The FDA approved lenvatinib as a single agent for recurrent, refractory, differentiated thyroid cancer based on a phase III clinical trial that demonstrated a nearly 80% reduction in the risk of progression or death.2
The median PFS was 18.3 months for patients who received lenvatinib versus 3.6 months for participants who took the placebo. For patients over 60 years, there was a statistically significant improvement in survival, Brose said.
The side effects with lenvatinib are “similar to many anti-VEGF therapies,” said Busaidy. Since hypertension affects approximately 40% to 60% of patients, they are given a sphygmomanometer and instructed about how to use it. Heart failure, diarrhea, weight loss, muscle loss, myocardial infarctions, pulmonary emboli, and fatigue may appear.
Hand-foot syndrome may be less than “with some of the other drugs.”
Before starting any anti-VEGF therapy, patients should engage in exercises to improve muscle strength and performance status, panelists noted.When it comes to sequencing therapies, several panelists said the evidence supports first-line use of sorafenib. Lenvatinib works very well in the second-line setting and can also be used in the first line, but there are no solid data on using sorafenib in the second line.
Eric J. Sherman, MD
Worden noted that he may start with sorafenib and then add everolimus (Afinitor) before going to lenvatinib. Sherman said he starts the majority of patients on sorafenib but would use lenvatinib first for patients with very aggressive disease and those who quickly become symptomatic.
Brose said for or patients over 60 years, she might consider using lenvatinib first but that her patients typically end up using both drugs. “Remember, we want to make this cancer into a chronic disease, and so I am lining up not usually just two [drugs], because I will have three or four other clinical trials after that,” Brose said. “I am going to try to take as many active agents as I can and extend them as long as possible.”
“It is not a sprint.

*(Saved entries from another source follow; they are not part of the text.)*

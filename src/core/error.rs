use thiserror::Error;

#[derive(Error, Debug)]
pub enum ClusterError {
    #[error("Connection error: {url} unreachable after {attempts} attempt(s): {source}")]
    Connection {
        url: String,
        attempts: u32,
        #[source]
        source: Box<ClusterError>,
    },

    #[error("Configuration mismatch: {0}")]
    ConfigurationMismatch(String),

    #[error("Document '{0}' not found")]
    DocumentMissing(String),

    #[error("Transform failed for '{item}': {source}")]
    Transform {
        item: String,
        #[source]
        source: Box<ClusterError>,
    },

    #[error("HTTP error: {0}")]
    Http(#[from] reqwest::Error),

    #[error("Unexpected status {status} from {path}: {body}")]
    Status {
        status: u16,
        path: String,
        body: String,
    },

    #[error("Invalid document '{0}': {1}")]
    InvalidDocument(String, String),

    #[error("Serialization error: {0}")]
    Serialization(String),

    #[error("Invalid configuration: {0}")]
    InvalidConfig(String),

    #[error("Worker failure: {0}")]
    Worker(String),

    /// Raised inside the pipeline when a task observes cancellation. It is
    /// never returned to callers.
    #[error("Operation cancelled")]
    Cancelled,
}

pub type Result<T> = std::result::Result<T, ClusterError>;

impl ClusterError {
    /// Wraps a store error raised while transforming `item`.
    ///
    /// `DocumentMissing` passes through unchanged so the pipeline can still
    /// skip the item. A `Cancelled` raised by the transform itself is wrapped
    /// like any other failure: only the pipeline may cancel its own tasks.
    pub fn in_transform(item: impl Into<String>, err: ClusterError) -> Self {
        match err {
            err @ (ClusterError::DocumentMissing(_) | ClusterError::Transform { .. }) => err,
            other => ClusterError::Transform {
                item: item.into(),
                source: Box::new(other),
            },
        }
    }

    pub fn is_cancelled(&self) -> bool {
        matches!(self, ClusterError::Cancelled)
    }

    pub fn is_document_missing(&self) -> bool {
        matches!(self, ClusterError::DocumentMissing(_))
    }
}

impl From<serde_json::Error> for ClusterError {
    fn from(err: serde_json::Error) -> Self {
        Self::Serialization(err.to_string())
    }
}

impl From<tokio::task::JoinError> for ClusterError {
    fn from(err: tokio::task::JoinError) -> Self {
        Self::Worker(err.to_string())
    }
}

It’s going to be a marathon and I want to be able to go from one drug to another to another,” agreed Sherman.
Panel members generally agreed that both lenvatinib and sorafenib should be started with the highest dose.

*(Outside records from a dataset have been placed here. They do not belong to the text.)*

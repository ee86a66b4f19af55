/// Convergence monitor tests
///
/// Polling secondaries against the primary's metadata count
/// Run with: cargo test --test monitor_tests

use couchshard::{
    ClusterError, ConvergenceMonitor, InMemoryCluster, MemoryProgress, MonitorConfig,
    NodeEndpoint, ProgressEvent, RetryPolicy, metadata_counts, wait_for_convergence,
};
use std::sync::Arc;
use std::time::Duration;

fn fast_config() -> MonitorConfig {
    MonitorConfig::default()
        .poll_interval(Duration::from_millis(5))
        .retry(RetryPolicy::new(2, Duration::from_millis(1)))
}

fn node(cluster: &InMemoryCluster, name: &str) -> NodeEndpoint {
    NodeEndpoint::new(name, cluster.endpoint(name).unwrap())
}

#[tokio::test]
async fn test_percentages_and_sync_order() {
    let cluster = InMemoryCluster::new(8, 3);
    let primary = node(&cluster, "primary");
    let a = node(&cluster, "a");
    let b = node(&cluster, "b");
    cluster.script_counts(&primary.config, &[1000]);
    cluster.script_counts(&a.config, &[200, 600, 1000]);
    cluster.script_counts(&b.config, &[500, 1000]);
    let progress = MemoryProgress::new();

    let report = wait_for_convergence(
        Arc::new(cluster.clone()),
        &primary,
        &[a, b],
        fast_config(),
        &progress,
    )
    .await
    .unwrap();

    assert_eq!(progress.percents_for("a"), vec![20.0, 60.0, 100.0]);
    assert_eq!(progress.percents_for("b"), vec![50.0, 100.0]);
    assert_eq!(report.target, 1000);
    assert_eq!(report.polls, 3);
    assert_eq!(report.nodes.get("a"), Some(&1000));
    assert_eq!(report.nodes.get("b"), Some(&1000));

    let events = progress.events();
    let synced_at = |name: &str| {
        events
            .iter()
            .position(|e| *e == ProgressEvent::NodeSynced { node: name.to_string() })
            .unwrap()
    };
    assert!(synced_at("b") < synced_at("a"));
    assert_eq!(events.last(), Some(&ProgressEvent::AllSynced));
    assert_eq!(
        events.iter().filter(|e| **e == ProgressEvent::AllSynced).count(),
        1
    );
    assert!(synced_at("a") < events.len() - 1);
    assert_eq!(cluster.live_sessions(), 0);
}

#[tokio::test]
async fn test_primary_count_is_captured_once() {
    let cluster = InMemoryCluster::new(8, 3);
    let primary = node(&cluster, "primary");
    let a = node(&cluster, "a");
    cluster.script_counts(&primary.config, &[10, 5000]);
    cluster.script_counts(&a.config, &[4, 10]);
    let progress = MemoryProgress::new();

    let report = wait_for_convergence(Arc::new(cluster), &primary, &[a], fast_config(), &progress)
        .await
        .unwrap();

    assert_eq!(report.target, 10);
    assert_eq!(progress.percents_for("a"), vec![40.0, 100.0]);
}

#[tokio::test]
async fn test_abandoning_the_wait_releases_sessions() {
    let cluster = InMemoryCluster::new(8, 3);
    let primary = node(&cluster, "primary");
    let lagging = node(&cluster, "lagging");
    cluster.script_counts(&primary.config, &[1000]);
    cluster.script_counts(&lagging.config, &[10]);
    let monitor = ConvergenceMonitor::new(Arc::new(cluster.clone()), fast_config()).unwrap();
    let progress = MemoryProgress::new();

    let outcome = tokio::time::timeout(
        Duration::from_millis(50),
        monitor.run(&primary, &[lagging], &progress),
    )
    .await;

    assert!(outcome.is_err());
    assert!(progress.percents_for("lagging").len() >= 2);
    assert!(progress.percents_for("lagging").iter().all(|p| *p == 1.0));
    assert_eq!(cluster.live_sessions(), 0);
}

#[tokio::test]
async fn test_unreachable_secondary_fails() {
    let cluster = InMemoryCluster::new(8, 3);
    let primary = node(&cluster, "primary");
    let down = node(&cluster, "down");
    cluster.fail_next_opens(&down.config, 10);

    let err = wait_for_convergence(
        Arc::new(cluster.clone()),
        &primary,
        &[down.clone()],
        fast_config(),
        &MemoryProgress::new(),
    )
    .await
    .unwrap_err();

    assert!(matches!(err, ClusterError::Connection { attempts: 2, .. }));
    assert_eq!(cluster.open_attempts(&down.config), 2);
}

#[tokio::test]
async fn test_status_counts() {
    let cluster = InMemoryCluster::new(8, 3);
    let a = node(&cluster, "a");
    let b = node(&cluster, "b");
    cluster.script_counts(&a.config, &[42]);

    let counts = metadata_counts(&cluster, &[a, b], &fast_config()).await.unwrap();

    assert_eq!(counts, vec![("a".to_string(), 42), ("b".to_string(), 0)]);
}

Then reduce the dose if there is intolerability. However, “you have to really work to keep those side effects down. You have to put time into it. You have to put nursing support” into it, Brose said. It is “easy just to decrease the dose.”
That gets rid of the side effects “but you will also get rid of the benefit.”
In terms of emerging approaches, strategies under consideration include adding everolimus to sorafenib after progression and combining targeted agents including pairing lenvatinib with everolimus.
Although Busaidy suspects immunotherapy will have a role in the treatment of differentiated thyroid cancer, the basic science is not so advanced that she can justify putting patients in current trials.